Task to carry out: This exercise calls for an exact copy of the listing below.

Extracted records:
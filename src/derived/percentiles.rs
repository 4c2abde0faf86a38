//! Nearest-rank percentiles over per-listener values.
//!
//! No interpolation: each reported value is an element of the input.

use serde::{Deserialize, Serialize};

/// Percentile grid step used by the global distributions (0, 5, ..., 100).
pub const DEFAULT_PERCENTILE_STEP: u8 = 5;

/// A `(percentile, value)` pair, serialised as a two element array.
#[derive(Debug, Clone, Copy, PartialEq, Serialize, Deserialize)]
pub struct PercentilePoint<T>(pub u8, pub T);

pub fn percentile_grid_points(step: u8) -> Vec<u8> {
    let step = step.clamp(1, 100);
    let mut points: Vec<u8> = (0..=100).step_by(step as usize).collect();
    if points.last() != Some(&100) {
        points.push(100);
    }
    points
}

/// Value at percentile `p` of an ascending `sorted` slice.
///
/// Rank is `ceil(p / 100 * n)`, clamped to `1..=n`, so P0 is the minimum
/// and P100 the maximum.
pub fn nearest_rank<T: Copy>(sorted: &[T], p: u8) -> Option<T> {
    if sorted.is_empty() {
        return None;
    }
    let n = sorted.len();
    let rank = (p.min(100) as usize * n).div_ceil(100).clamp(1, n);
    Some(sorted[rank - 1])
}

/// Sorts `values` ascending and evaluates every point of the grid.
pub fn percentile_grid<T>(mut values: Vec<T>, step: u8) -> Vec<PercentilePoint<T>>
where
    T: Copy + PartialOrd,
{
    values.sort_by(|a, b| a.partial_cmp(b).unwrap_or(std::cmp::Ordering::Equal));
    percentile_grid_points(step)
        .into_iter()
        .filter_map(|p| nearest_rank(&values, p).map(|v| PercentilePoint(p, v)))
        .collect()
}

/// Percent of listeners strictly below `value`, estimated from a grid.
///
/// Returns the highest grid percentile whose value is still below `value`.
pub fn standing_in_grid<T>(grid: &[PercentilePoint<T>], value: T) -> u8
where
    T: Copy + PartialOrd,
{
    grid.iter()
        .filter(|point| point.1 < value)
        .map(|point| point.0)
        .max()
        .unwrap_or(0)
}

#[cfg(test)]
mod tests {
    use super::*;
    use proptest::prelude::*;

    #[test]
    fn grid_points() {
        let points = percentile_grid_points(DEFAULT_PERCENTILE_STEP);
        assert_eq!(points.len(), 21);
        assert_eq!(points[0], 0);
        assert_eq!(points[20], 100);
        assert_eq!(percentile_grid_points(30), vec![0, 30, 60, 90, 100]);
    }

    #[test]
    fn nearest_rank_values() {
        let sorted = [15, 20, 35, 40, 50];
        assert_eq!(nearest_rank(&sorted, 0), Some(15));
        assert_eq!(nearest_rank(&sorted, 5), Some(15));
        assert_eq!(nearest_rank(&sorted, 30), Some(20));
        assert_eq!(nearest_rank(&sorted, 40), Some(20));
        assert_eq!(nearest_rank(&sorted, 50), Some(35));
        assert_eq!(nearest_rank(&sorted, 100), Some(50));
        assert_eq!(nearest_rank::<u32>(&[], 50), None);
    }

    #[test]
    fn grid_sorts_its_input() {
        let grid = percentile_grid(vec![3.0, 1.0, 2.0], 50);
        assert_eq!(
            grid,
            vec![
                PercentilePoint(0, 1.0),
                PercentilePoint(50, 2.0),
                PercentilePoint(100, 3.0)
            ]
        );
        assert!(percentile_grid::<u32>(Vec::new(), 5).is_empty());
    }

    #[test]
    fn standing_uses_values_strictly_below() {
        let grid = percentile_grid((1..=100).collect::<Vec<u32>>(), 5);
        assert_eq!(standing_in_grid(&grid, 1), 0);
        assert_eq!(standing_in_grid(&grid, 51), 50);
        assert_eq!(standing_in_grid(&grid, 1000), 100);
    }

    #[test]
    fn serialises_as_pairs() {
        let json = serde_json::to_string(&PercentilePoint(25, 7u32)).unwrap();
        assert_eq!(json, "[25,7]");
    }

    proptest! {
        #[test]
        fn percentiles_are_monotonic(values in proptest::collection::vec(0u32..10_000, 1..200)) {
            let grid = percentile_grid(values, DEFAULT_PERCENTILE_STEP);
            for pair in grid.windows(2) {
                prop_assert!(pair[0].0 < pair[1].0);
                prop_assert!(pair[0].1 <= pair[1].1);
            }
        }

        #[test]
        fn endpoints_are_min_and_max(values in proptest::collection::vec(-1e6f64..1e6, 1..100)) {
            let min = values.iter().cloned().fold(f64::INFINITY, f64::min);
            let max = values.iter().cloned().fold(f64::NEG_INFINITY, f64::max);
            let grid = percentile_grid(values, DEFAULT_PERCENTILE_STEP);
            prop_assert_eq!(grid.first().map(|p| p.1), Some(min));
            prop_assert_eq!(grid.last().map(|p| p.1), Some(max));
        }
    }
}
//! Name normalisation used to match the same artist, track or release across
//! plays that spell it slightly differently.

/// Lowercases, drops a leading "the ", keeps only alphanumerics and whitespace
/// and collapses runs of whitespace.
pub fn normalize_name(name: &str) -> String {
    let lowered = name.trim().to_lowercase();
    let without_article = lowered.strip_prefix("the ").unwrap_or(&lowered);
    let cleaned: String = without_article
        .chars()
        .filter(|c| c.is_alphanumeric() || c.is_whitespace())
        .collect();
    cleaned.split_whitespace().collect::<Vec<_>>().join(" ")
}

#[cfg(test)]
mod tests {
    use super::*;

    #[test]
    fn strips_article_and_punctuation() {
        assert_eq!(normalize_name("The Beatles"), "beatles");
        assert_eq!(normalize_name("  AC/DC  "), "acdc");
        assert_eq!(normalize_name("Hello,   World!"), "hello world");
    }

    #[test]
    fn keeps_inner_the() {
        assert_eq!(normalize_name("Rage Against The Machine"), "rage against the machine");
        assert_eq!(normalize_name("Theory"), "theory");
    }

    #[test]
    fn unicode_letters_survive() {
        assert_eq!(normalize_name("Sigur Rós"), "sigur rós");
        assert_eq!(normalize_name("…"), "");
    }
}
//! Algorithms behind the derived statistics: ranking, streaks, sessions,
//! diversity, percentiles and listener similarity.

pub mod activity;
pub mod diversity;
pub mod percentiles;
pub mod ranking;
pub mod sessions;
pub mod similarity;
pub mod streaks;

pub use activity::{ms_to_minutes, top_hour, weekday_weekend_averages};
pub use diversity::listening_diversity;
pub use percentiles::{
    nearest_rank, percentile_grid, standing_in_grid, PercentilePoint, DEFAULT_PERCENTILE_STEP,
};
pub use ranking::{rank_order, rank_top, Rankable};
pub use sessions::{longest_session_ms, TimedPlay};
pub use similarity::{
    profiles_from_listening, rank_similar, ArtistProfile, ProfileArtist, SimilarityMatch,
};
pub use streaks::longest_streak;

Response box:
filename src/derived/percentiles.rs
repository 4c2abde0faf86a38
//! Nearest-rank percentiles over per-listener values.
//!
//! No interpolation: each reported value is an element of the input.

use serde::{Deserialize, Serialize};

/// Percentile grid step used by the global distributions (0, 5, ..., 100).
pub const DEFAULT_PERCENTILE_STEP: u8 = 5;

/// A `(percentile, value)` pair, serialised as a two element array.
#[derive(Debug, Clone, Copy, PartialEq, Serialize, Deserialize)]
pub struct PercentilePoint<T>(pub u8, pub T);

pub fn percentile_grid_points(step: u8) -> Vec<u8> {
    let step = step.clamp(1, 100);
    let mut points: Vec<u8> = (0..=100).step_by(step as usize).collect();
    if points.last() != Some(&100) {
        points.push(100);
    }
    points
}

/// Value at percentile `p` of an ascending `sorted` slice.
///
/// Rank is `ceil(p / 100 * n)`, clamped to `1..=n`, so P0 is the minimum
/// and P100 the maximum.
pub fn nearest_rank<T: Copy>(sorted: &[T], p: u8) -> Option<T> {
    if sorted.is_empty() {
        return None;
    }
    let n = sorted.len();
    let rank = (p.min(100) as usize * n).div_ceil(100).clamp(1, n);
    Some(sorted[rank - 1])
}

/// Sorts `values` ascending and evaluates every point of the grid.
pub fn percentile_grid<T>(mut values: Vec<T>, step: u8) -> Vec<PercentilePoint<T>>
where
    T: Copy + PartialOrd,
{
    values.sort_by(|a, b| a.partial_cmp(b).unwrap_or(std::cmp::Ordering::Equal));
    percentile_grid_points(step)
        .into_iter()
        .filter_map(|p| nearest_rank(&values, p).map(|v| PercentilePoint(p, v)))
        .collect()
}

/// Percent of listeners strictly below `value`, estimated from a grid.
///
/// Returns the highest grid percentile whose value is still below `value`.
pub fn standing_in_grid<T>(grid: &[PercentilePoint<T>], value: T) -> u8
where
    T: Copy + PartialOrd,
{
    grid.iter()
        .filter(|point| point.1 < value)
        .map(|point| point.0)
        .max()
        .unwrap_or(0)
}

#[cfg(test)]
mod tests {
    use super::*;
    use proptest::prelude::*;

    #[test]
    fn grid_points() {
        let points = percentile_grid_points(DEFAULT_PERCENTILE_STEP);
        assert_eq!(points.len(), 21);
        assert_eq!(points[0], 0);
        assert_eq!(points[20], 100);
        assert_eq!(percentile_grid_points(30), vec![0, 30, 60, 90, 100]);
    }

    #[test]
    fn nearest_rank_values() {
        let sorted = [15, 20, 35, 40, 50];
        assert_eq!(nearest_rank(&sorted, 0), Some(15));
        assert_eq!(nearest_rank(&sorted, 5), Some(15));
        assert_eq!(nearest_rank(&sorted, 30), Some(20));
        assert_eq!(nearest_rank(&sorted, 40), Some(20));
        assert_eq!(nearest_rank(&sorted, 50), Some(35));
        assert_eq!(nearest_rank(&sorted, 100), Some(50));
        assert_eq!(nearest_rank::<u32>(&[], 50), None);
    }

    #[test]
    fn grid_sorts_its_input() {
        let grid = percentile_grid(vec![3.0, 1.0, 2.0], 50);
        assert_eq!(
            grid,
            vec![
                PercentilePoint(0, 1.0),
                PercentilePoint(50, 2.0),
                PercentilePoint(100, 3.0)
            ]
        );
        assert!(percentile_grid::<u32>(Vec::new(), 5).is_empty());
    }

    #[test]
    fn standing_uses_values_strictly_below() {
        let grid = percentile_grid((1..=100).collect::<Vec<u32>>(), 5);
        assert_eq!(standing_in_grid(&grid, 1), 0);
        assert_eq!(standing_in_grid(&grid, 51), 50);
        assert_eq!(standing_in_grid(&grid, 1000), 100);
    }

    #[test]
    fn serialises_as_pairs() {
        let json = serde_json::to_string(&PercentilePoint(25, 7u32)).unwrap();
        assert_eq!(json, "[25,7]");
    }

    proptest! {
        #[test]
        fn percentiles_are_monotonic(values in proptest::collection::vec(0u32..10_000, 1..200)) {
            let grid = percentile_grid(values, DEFAULT_PERCENTILE_STEP);
            for pair in grid.windows(2) {
                prop_assert!(pair[0].0 < pair[1].0);
                prop_assert!(pair[0].1 <= pair[1].1);
            }
        }

        #[test]
        fn endpoints_are_min_and_max(values in proptest::collection::vec(-1e6f64..1e6, 1..100)) {
            let min = values.iter().cloned().fold(f64::INFINITY, f64::min);
            let max = values.iter().cloned().fold(f64::NEG_INFINITY, f64::max);
            let grid = percentile_grid(values, DEFAULT_PERCENTILE_STEP);
            prop_assert_eq!(grid.first().map(|p| p.1), Some(min));
            prop_assert_eq!(grid.last().map(|p| p.1), Some(max));
        }
    }
}
//! Name normalisation used to match the same artist, track or release across
//! plays that spell it slightly differently.

/// Lowercases, drops a leading "the ", keeps only alphanumerics and whitespace
/// and collapses runs of whitespace.
pub fn normalize_name(name: &str) -> String {
    let lowered = name.trim().to_lowercase();
    let without_article = lowered.strip_prefix("the ").unwrap_or(&lowered);
    let cleaned: String = without_article
        .chars()
        .filter(|c| c.is_alphanumeric() || c.is_whitespace())
        .collect();
    cleaned.split_whitespace().collect::<Vec<_>>().join(" ")
}

#[cfg(test)]
mod tests {
    use super::*;

    #[test]
    fn strips_article_and_punctuation() {
        assert_eq!(normalize_name("The Beatles"), "beatles");
        assert_eq!(normalize_name("  AC/DC  "), "acdc");
        assert_eq!(normalize_name("Hello,   World!"), "hello world");
    }

    #[test]
    fn keeps_inner_the() {
        assert_eq!(normalize_name("Rage Against The Machine"), "rage against the machine");
        assert_eq!(normalize_name("Theory"), "theory");
    }

    #[test]
    fn unicode_letters_survive() {
        assert_eq!(normalize_name("Sigur Rós"), "sigur rós");
        assert_eq!(normalize_name("…"), "");
    }
}
//! Algorithms behind the derived statistics: ranking, streaks, sessions,
//! diversity, percentiles and listener similarity.

pub mod activity;
pub mod diversity;
pub mod percentiles;
pub mod ranking;
pub mod sessions;
pub mod similarity;
pub mod streaks;

pub use activity::{ms_to_minutes, top_hour, weekday_weekend_averages};
pub use diversity::listening_diversity;
pub use percentiles::{
    nearest_rank, percentile_grid, standing_in_grid, PercentilePoint, DEFAULT_PERCENTILE_STEP,
};
pub use ranking::{rank_order, rank_top, Rankable};
pub use sessions::{longest_session_ms, TimedPlay};
pub use similarity::{
    profiles_from_listening, rank_similar, ArtistProfile, ProfileArtist, SimilarityMatch,
};
pub use streaks::longest_streak;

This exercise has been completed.